:: PROBLEM TO SOLVE ::
The expected answer is the set of lines in the data below between the line holding "filename crates/tablecloth-core/src/format.rs" and the line holding "fn fmt(&self, f: &mut", inclusive, written out exactly.

:: MATERIAL PROVIDED ::
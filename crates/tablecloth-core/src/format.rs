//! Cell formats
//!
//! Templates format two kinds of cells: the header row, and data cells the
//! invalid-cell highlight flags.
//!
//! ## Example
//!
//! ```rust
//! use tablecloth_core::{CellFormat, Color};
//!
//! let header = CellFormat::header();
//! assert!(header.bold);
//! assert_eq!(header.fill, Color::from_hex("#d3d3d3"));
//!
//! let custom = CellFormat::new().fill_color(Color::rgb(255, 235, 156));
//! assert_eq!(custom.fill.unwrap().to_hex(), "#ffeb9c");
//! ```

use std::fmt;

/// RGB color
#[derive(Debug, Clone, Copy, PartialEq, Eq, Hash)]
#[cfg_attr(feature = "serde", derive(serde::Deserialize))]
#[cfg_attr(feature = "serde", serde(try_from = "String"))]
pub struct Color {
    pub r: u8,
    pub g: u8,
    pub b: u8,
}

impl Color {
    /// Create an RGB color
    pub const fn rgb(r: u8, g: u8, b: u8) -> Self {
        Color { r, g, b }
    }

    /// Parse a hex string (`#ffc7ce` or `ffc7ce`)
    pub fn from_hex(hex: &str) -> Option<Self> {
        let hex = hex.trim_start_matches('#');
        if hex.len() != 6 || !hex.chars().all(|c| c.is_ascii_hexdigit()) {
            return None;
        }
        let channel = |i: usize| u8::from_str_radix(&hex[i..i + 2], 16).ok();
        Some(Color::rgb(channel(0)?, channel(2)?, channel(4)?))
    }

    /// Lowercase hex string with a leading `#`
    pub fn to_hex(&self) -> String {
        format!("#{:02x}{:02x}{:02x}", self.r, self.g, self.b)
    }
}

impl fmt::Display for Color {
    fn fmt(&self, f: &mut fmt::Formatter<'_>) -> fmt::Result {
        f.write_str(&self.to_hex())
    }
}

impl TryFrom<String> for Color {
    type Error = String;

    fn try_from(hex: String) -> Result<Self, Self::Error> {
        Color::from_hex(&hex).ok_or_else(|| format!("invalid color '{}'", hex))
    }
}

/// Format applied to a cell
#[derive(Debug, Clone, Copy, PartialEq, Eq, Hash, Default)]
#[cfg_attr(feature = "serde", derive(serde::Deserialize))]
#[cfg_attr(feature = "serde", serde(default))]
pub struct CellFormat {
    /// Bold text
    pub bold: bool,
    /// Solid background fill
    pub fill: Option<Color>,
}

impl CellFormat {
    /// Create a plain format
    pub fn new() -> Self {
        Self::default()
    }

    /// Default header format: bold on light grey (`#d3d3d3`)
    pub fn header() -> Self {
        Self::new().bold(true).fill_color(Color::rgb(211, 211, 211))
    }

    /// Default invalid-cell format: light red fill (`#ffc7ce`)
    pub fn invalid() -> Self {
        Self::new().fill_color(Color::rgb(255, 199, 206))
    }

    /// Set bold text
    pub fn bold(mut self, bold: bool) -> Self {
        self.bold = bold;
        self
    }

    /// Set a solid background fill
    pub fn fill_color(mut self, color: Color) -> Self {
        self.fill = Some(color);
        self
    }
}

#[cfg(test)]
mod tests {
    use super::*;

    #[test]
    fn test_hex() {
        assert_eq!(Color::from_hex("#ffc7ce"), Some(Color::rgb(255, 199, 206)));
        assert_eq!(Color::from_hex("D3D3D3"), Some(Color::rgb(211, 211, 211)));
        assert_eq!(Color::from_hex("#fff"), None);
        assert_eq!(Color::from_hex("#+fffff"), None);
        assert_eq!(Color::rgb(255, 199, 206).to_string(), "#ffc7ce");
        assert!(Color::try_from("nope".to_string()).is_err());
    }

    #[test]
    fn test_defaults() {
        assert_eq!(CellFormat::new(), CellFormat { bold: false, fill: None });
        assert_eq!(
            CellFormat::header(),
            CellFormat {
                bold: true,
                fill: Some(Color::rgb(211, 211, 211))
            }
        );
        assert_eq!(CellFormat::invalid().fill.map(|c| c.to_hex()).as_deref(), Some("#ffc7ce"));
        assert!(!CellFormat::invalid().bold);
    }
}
==
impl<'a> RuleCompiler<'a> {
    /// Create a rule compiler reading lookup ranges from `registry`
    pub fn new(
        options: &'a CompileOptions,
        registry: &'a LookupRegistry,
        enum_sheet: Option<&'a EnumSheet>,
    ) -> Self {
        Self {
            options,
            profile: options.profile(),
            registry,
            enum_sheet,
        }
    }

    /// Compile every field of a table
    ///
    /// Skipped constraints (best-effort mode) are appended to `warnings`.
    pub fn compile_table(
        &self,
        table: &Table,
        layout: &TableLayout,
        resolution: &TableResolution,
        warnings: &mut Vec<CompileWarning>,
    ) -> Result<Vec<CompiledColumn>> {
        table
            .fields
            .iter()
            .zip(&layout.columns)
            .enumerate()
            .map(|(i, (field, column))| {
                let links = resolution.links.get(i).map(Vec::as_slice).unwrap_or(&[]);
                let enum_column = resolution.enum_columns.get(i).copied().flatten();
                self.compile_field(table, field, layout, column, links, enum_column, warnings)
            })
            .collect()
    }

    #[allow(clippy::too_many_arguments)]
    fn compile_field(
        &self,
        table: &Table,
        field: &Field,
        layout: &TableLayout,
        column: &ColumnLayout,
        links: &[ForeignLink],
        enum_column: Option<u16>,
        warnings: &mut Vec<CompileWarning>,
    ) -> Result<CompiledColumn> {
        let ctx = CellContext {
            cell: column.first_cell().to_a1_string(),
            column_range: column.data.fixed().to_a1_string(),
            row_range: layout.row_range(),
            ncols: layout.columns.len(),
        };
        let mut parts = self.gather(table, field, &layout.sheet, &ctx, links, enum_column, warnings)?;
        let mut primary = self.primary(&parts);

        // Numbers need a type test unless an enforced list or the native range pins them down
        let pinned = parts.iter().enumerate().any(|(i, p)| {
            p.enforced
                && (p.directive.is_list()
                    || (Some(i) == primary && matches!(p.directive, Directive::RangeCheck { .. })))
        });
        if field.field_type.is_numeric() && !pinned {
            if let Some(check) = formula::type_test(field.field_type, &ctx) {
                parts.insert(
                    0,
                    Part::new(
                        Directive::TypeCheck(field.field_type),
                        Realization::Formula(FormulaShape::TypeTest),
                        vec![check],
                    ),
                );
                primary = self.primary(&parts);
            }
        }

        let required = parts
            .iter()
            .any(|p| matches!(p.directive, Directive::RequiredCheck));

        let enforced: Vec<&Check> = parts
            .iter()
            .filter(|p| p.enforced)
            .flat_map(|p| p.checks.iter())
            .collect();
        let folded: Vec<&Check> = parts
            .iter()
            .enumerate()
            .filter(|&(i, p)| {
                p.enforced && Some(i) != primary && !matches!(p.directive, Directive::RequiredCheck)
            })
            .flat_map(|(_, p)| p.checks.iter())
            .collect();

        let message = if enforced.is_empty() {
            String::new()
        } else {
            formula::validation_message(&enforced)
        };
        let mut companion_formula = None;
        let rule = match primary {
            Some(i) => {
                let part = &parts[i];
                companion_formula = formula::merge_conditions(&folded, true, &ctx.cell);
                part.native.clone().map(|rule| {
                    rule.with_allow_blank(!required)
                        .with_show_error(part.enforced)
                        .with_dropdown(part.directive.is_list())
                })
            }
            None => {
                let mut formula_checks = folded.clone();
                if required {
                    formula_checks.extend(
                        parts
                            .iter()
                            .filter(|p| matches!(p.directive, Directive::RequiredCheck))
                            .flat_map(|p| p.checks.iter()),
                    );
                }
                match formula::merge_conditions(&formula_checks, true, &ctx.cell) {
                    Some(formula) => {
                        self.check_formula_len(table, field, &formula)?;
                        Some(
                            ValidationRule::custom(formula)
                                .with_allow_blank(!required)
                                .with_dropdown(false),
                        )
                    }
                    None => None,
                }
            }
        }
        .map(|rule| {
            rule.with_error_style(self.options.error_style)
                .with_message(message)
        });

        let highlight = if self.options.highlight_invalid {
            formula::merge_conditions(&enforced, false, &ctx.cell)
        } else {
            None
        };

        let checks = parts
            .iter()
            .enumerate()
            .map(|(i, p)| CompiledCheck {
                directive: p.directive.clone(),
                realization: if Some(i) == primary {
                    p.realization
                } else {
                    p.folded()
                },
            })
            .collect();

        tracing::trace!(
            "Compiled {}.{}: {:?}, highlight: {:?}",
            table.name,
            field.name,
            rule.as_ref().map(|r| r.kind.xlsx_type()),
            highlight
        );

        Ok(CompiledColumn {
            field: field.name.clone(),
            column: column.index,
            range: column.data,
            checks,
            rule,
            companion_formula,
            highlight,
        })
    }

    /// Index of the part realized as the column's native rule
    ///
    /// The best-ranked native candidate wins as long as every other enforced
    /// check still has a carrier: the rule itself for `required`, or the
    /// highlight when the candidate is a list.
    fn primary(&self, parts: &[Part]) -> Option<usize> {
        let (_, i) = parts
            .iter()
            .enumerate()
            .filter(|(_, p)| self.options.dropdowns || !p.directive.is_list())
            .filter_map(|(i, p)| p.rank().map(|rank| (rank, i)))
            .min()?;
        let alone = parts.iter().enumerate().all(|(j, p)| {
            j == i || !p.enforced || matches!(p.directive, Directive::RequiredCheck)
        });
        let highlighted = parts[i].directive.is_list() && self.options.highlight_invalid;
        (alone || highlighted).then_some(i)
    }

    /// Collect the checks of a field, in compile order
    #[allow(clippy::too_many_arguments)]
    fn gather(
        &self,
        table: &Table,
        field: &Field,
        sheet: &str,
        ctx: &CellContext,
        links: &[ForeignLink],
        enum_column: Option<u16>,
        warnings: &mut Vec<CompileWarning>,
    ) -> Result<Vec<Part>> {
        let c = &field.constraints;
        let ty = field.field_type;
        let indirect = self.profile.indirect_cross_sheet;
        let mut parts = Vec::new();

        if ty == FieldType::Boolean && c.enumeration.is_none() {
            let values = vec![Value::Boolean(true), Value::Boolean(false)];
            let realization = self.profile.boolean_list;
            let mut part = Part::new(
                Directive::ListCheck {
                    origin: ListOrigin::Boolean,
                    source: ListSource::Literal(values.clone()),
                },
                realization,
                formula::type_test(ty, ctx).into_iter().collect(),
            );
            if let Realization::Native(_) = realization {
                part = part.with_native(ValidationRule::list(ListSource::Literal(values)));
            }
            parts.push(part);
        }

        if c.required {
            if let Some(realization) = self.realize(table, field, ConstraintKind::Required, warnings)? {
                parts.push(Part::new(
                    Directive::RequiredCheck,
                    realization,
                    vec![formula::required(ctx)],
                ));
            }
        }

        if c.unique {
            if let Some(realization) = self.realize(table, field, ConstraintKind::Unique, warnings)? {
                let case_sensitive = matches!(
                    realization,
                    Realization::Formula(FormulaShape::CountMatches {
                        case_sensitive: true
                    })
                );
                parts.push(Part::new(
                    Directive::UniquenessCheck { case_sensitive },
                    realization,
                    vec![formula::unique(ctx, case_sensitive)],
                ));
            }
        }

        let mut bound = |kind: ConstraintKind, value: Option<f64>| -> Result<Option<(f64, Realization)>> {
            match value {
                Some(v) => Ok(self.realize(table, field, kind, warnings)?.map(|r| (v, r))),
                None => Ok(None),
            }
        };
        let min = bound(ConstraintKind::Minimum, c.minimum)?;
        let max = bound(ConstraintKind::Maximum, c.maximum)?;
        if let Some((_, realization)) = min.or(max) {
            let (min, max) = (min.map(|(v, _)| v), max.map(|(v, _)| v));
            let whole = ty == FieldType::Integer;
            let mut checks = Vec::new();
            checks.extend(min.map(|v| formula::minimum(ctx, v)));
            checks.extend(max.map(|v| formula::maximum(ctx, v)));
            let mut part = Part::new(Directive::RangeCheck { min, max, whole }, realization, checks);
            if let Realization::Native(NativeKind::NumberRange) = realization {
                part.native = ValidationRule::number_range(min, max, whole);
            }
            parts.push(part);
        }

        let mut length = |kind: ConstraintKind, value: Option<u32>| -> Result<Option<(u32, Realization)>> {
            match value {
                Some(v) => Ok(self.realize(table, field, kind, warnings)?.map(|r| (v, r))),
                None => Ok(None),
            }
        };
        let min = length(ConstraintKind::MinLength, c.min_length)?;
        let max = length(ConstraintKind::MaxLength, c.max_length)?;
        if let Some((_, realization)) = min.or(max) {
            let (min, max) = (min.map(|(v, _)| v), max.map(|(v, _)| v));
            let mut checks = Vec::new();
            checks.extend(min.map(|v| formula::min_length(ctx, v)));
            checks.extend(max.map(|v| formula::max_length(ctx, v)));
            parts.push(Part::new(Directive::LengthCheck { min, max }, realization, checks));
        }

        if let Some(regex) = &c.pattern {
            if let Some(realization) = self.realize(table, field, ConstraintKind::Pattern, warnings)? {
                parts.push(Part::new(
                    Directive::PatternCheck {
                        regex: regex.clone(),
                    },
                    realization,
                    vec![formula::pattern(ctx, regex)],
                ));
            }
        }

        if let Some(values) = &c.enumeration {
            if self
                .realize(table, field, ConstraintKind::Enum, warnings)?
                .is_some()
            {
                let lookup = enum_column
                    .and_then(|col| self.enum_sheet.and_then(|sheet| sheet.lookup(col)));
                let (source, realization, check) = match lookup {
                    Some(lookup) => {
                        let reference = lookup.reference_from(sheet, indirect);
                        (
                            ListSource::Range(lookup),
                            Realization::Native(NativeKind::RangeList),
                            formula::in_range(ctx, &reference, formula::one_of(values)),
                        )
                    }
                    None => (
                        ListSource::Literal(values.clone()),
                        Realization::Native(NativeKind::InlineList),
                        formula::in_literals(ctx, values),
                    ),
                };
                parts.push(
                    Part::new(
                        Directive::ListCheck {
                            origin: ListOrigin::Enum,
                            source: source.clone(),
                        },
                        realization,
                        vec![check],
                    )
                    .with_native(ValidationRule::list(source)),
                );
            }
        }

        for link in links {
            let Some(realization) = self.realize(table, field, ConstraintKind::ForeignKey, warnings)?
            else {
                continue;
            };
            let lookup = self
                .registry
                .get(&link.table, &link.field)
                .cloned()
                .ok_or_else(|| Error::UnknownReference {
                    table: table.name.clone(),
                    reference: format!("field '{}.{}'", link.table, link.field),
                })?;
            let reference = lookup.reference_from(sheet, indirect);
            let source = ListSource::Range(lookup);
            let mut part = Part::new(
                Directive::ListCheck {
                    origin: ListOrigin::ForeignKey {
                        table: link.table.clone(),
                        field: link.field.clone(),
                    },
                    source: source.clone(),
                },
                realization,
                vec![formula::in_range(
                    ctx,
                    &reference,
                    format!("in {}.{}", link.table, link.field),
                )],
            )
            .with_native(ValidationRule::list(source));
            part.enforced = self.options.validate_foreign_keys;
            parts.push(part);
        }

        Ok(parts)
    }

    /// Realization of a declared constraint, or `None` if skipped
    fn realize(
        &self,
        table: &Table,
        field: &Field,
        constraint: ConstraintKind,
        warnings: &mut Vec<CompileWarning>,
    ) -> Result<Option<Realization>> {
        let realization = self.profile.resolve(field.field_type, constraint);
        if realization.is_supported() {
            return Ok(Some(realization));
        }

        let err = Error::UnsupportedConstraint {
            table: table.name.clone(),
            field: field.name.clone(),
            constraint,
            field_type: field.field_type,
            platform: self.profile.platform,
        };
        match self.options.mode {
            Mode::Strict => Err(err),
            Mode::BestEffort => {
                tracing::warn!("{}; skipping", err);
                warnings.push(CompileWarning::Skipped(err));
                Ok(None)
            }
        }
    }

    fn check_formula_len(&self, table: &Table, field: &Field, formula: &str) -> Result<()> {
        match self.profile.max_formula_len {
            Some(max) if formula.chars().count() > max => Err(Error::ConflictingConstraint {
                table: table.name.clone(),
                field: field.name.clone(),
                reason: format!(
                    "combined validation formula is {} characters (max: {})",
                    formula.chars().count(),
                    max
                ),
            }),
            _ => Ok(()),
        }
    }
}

:: EXERCISE OUTPUT ::
filename crates/tablecloth-core/src/format.rs
//! Cell formats
//!
//! Templates format two kinds of cells: the header row, and data cells the
//! invalid-cell highlight flags.
//!
//! ## Example
//!
//! ```rust
//! use tablecloth_core::{CellFormat, Color};
//!
//! let header = CellFormat::header();
//! assert!(header.bold);
//! assert_eq!(header.fill, Color::from_hex("#d3d3d3"));
//!
//! let custom = CellFormat::new().fill_color(Color::rgb(255, 235, 156));
//! assert_eq!(custom.fill.unwrap().to_hex(), "#ffeb9c");
//! ```

use std::fmt;

/// RGB color
#[derive(Debug, Clone, Copy, PartialEq, Eq, Hash)]
#[cfg_attr(feature = "serde", derive(serde::Deserialize))]
#[cfg_attr(feature = "serde", serde(try_from = "String"))]
pub struct Color {
    pub r: u8,
    pub g: u8,
    pub b: u8,
}

impl Color {
    /// Create an RGB color
    pub const fn rgb(r: u8, g: u8, b: u8) -> Self {
        Color { r, g, b }
    }

    /// Parse a hex string (`#ffc7ce` or `ffc7ce`)
    pub fn from_hex(hex: &str) -> Option<Self> {
        let hex = hex.trim_start_matches('#');
        if hex.len() != 6 || !hex.chars().all(|c| c.is_ascii_hexdigit()) {
            return None;
        }
        let channel = |i: usize| u8::from_str_radix(&hex[i..i + 2], 16).ok();
        Some(Color::rgb(channel(0)?, channel(2)?, channel(4)?))
    }

    /// Lowercase hex string with a leading `#`
    pub fn to_hex(&self) -> String {
        format!("#{:02x}{:02x}{:02x}", self.r, self.g, self.b)
    }
}

impl fmt::Display for Color {
    fn fmt(&self, f: &mut fmt::Formatter<'_>) -> fmt::Result {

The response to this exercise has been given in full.